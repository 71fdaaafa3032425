//! Tokenization helpers shared by the syllabifier, the segmenter and the
//! sentence interface.

use regex::Regex;

lazy_static::lazy_static! {
    static ref LETTER_RUN: Regex = Regex::new(r"[a-zA-ZäöÄÖ]+").unwrap();
    static ref SYLLABIFIED_WORD: Regex =
        Regex::new(r"[a-zA-ZäöÄÖ]+[a-zA-ZäöÄÖ.]*[a-zA-ZäöÄÖ]+").unwrap();
    static ref NON_WORD: Regex = Regex::new(r"\W+").unwrap();
    static ref OVERT_DELIMITER: Regex = Regex::new(r"[- =]").unwrap();
}

/// A slice of a word: either a run of Finnish letters or anything else.
#[derive(Debug, Clone, Copy, PartialEq, Eq)]
pub enum Piece<'a> {
    Letters(&'a str),
    Other(&'a str),
}

/// Split `re` matches and the text between them into an ordered list,
/// tagging matches with `true`. Empty gaps are dropped.
fn split_keep<'a>(re: &Regex, s: &'a str) -> Vec<(bool, &'a str)> {
    let mut out = Vec::new();
    let mut last = 0;
    for m in re.find_iter(s) {
        if m.start() > last {
            out.push((false, &s[last..m.start()]));
        }
        out.push((true, m.as_str()));
        last = m.end();
    }
    if last < s.len() {
        out.push((false, &s[last..]));
    }
    out
}

/// Split a word into letter runs and the punctuation/whitespace between
/// them, e.g. `"linja-auto"` → `linja`, `-`, `auto`.
pub fn letter_runs(word: &str) -> Vec<Piece<'_>> {
    split_keep(&LETTER_RUN, word)
        .into_iter()
        .map(|(is_letters, s)| {
            if is_letters {
                Piece::Letters(s)
            } else {
                Piece::Other(s)
            }
        })
        .collect()
}

/// Extract the syllabified letter words of `s`: letter runs possibly
/// containing `.`, with at least two letters.
pub fn extract_words(s: &str) -> Vec<&str> {
    SYLLABIFIED_WORD.find_iter(s).map(|m| m.as_str()).collect()
}

/// Split running text into words and the non-word runs between them.
/// Returns `(is_word, text)` pairs in order.
pub fn word_runs(text: &str) -> Vec<(bool, &str)> {
    split_keep(&NON_WORD, text)
        .into_iter()
        .map(|(is_gap, s)| (!is_gap, s))
        .collect()
}

/// Split a token on hyphens, spaces and `=`, keeping each delimiter as its
/// own piece. Empty pieces are dropped.
pub fn split_on_delimiters(word: &str) -> Vec<&str> {
    split_keep(&OVERT_DELIMITER, word)
        .into_iter()
        .map(|(_, s)| s)
        .collect()
}

/// True if `s` contains a hyphen, space or `=`.
pub fn has_delimiter(s: &str) -> bool {
    OVERT_DELIMITER.is_match(s)
}

#[cfg(test)]
mod tests {
    use super::*;

    #[test]
    fn test_letter_runs() {
        let pieces = letter_runs("linja-auto=aseman");
        assert_eq!(
            pieces,
            vec![
                Piece::Letters("linja"),
                Piece::Other("-"),
                Piece::Letters("auto"),
                Piece::Other("="),
                Piece::Letters("aseman"),
            ]
        );
        assert!(letter_runs("").is_empty());
        assert_eq!(letter_runs("--"), vec![Piece::Other("--")]);
    }

    #[test]
    fn test_letter_runs_umlauts() {
        let pieces = letter_runs("Töölö 2");
        assert_eq!(pieces[0], Piece::Letters("Töölö"));
        assert_eq!(pieces[1], Piece::Other(" 2"));
    }

    #[test]
    fn test_extract_words() {
        assert_eq!(extract_words("kuu=kaut.ta"), vec!["kuu", "kaut.ta"]);
        assert_eq!(extract_words("a.b"), vec!["a.b"]);
        assert_eq!(extract_words("a b"), Vec::<&str>::new());
    }

    #[test]
    fn test_word_runs() {
        let runs = word_runs("näky,\nhoure");
        assert_eq!(runs, vec![(true, "näky"), (false, ",\n"), (true, "houre")]);
        assert_eq!(word_runs("--"), vec![(false, "--")]);
    }

    #[test]
    fn test_split_on_delimiters() {
        assert_eq!(
            split_on_delimiters("linja-autoaseman"),
            vec!["linja", "-", "autoaseman"]
        );
        assert_eq!(split_on_delimiters("a b=c"), vec!["a", " ", "b", "=", "c"]);
        assert!(split_on_delimiters("").is_empty());
    }

    #[test]
    fn test_has_delimiter() {
        assert!(has_delimiter("loppu=ottelussa"));
        assert!(has_delimiter("linja-auto"));
        assert!(!has_delimiter("runoja"));
    }
}
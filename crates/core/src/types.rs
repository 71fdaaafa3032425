use serde::{Deserialize, Serialize};

use crate::language::Derivation;

/// One syllabification of a word.
#[derive(Debug, Clone, Serialize, Deserialize, PartialEq, Eq)]
pub struct Candidate {
    /// Syllabified word, `.` between syllables
    pub word: String,
    /// Space-joined rule trace (e.g. "T1 T4"), when tracking is on
    #[serde(default, skip_serializing_if = "Option::is_none")]
    pub rules: Option<String>,
}

impl Candidate {
    pub fn from_derivation(d: Derivation, track_rules: bool) -> Self {
        Self {
            rules: track_rules.then(|| d.trace.to_string()),
            word: d.word,
        }
    }
}

/// Result of checking one word for compound structure.
#[derive(Debug, Clone, Serialize, Deserialize, PartialEq, Eq)]
pub struct Segmentation {
    pub word: String,
    /// Word with `=` at inferred morpheme boundaries
    pub split: String,
    pub is_complex: bool,
}

/// Matcher and constraint report for a single word.
#[derive(Debug, Clone, Serialize, Deserialize, PartialEq)]
pub struct Inspection {
    pub word: String,
    /// Matcher name → matched sequences with their character offsets
    pub matches: Vec<(String, Vec<(usize, String)>)>,
    /// Constraint name → satisfied
    pub constraints: Vec<(String, bool)>,
    pub foreign: bool,
}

• _What you should do_: Which lines of the data contain the word "with"? Copy each one.

• _Reply to the exercise_:
/// tagging matches with `true`. Empty gaps are dropped.
/// containing `.`, with at least two letters.
    /// Word with `=` at inferred morpheme boundaries
    /// Matcher name → matched sequences with their character offsets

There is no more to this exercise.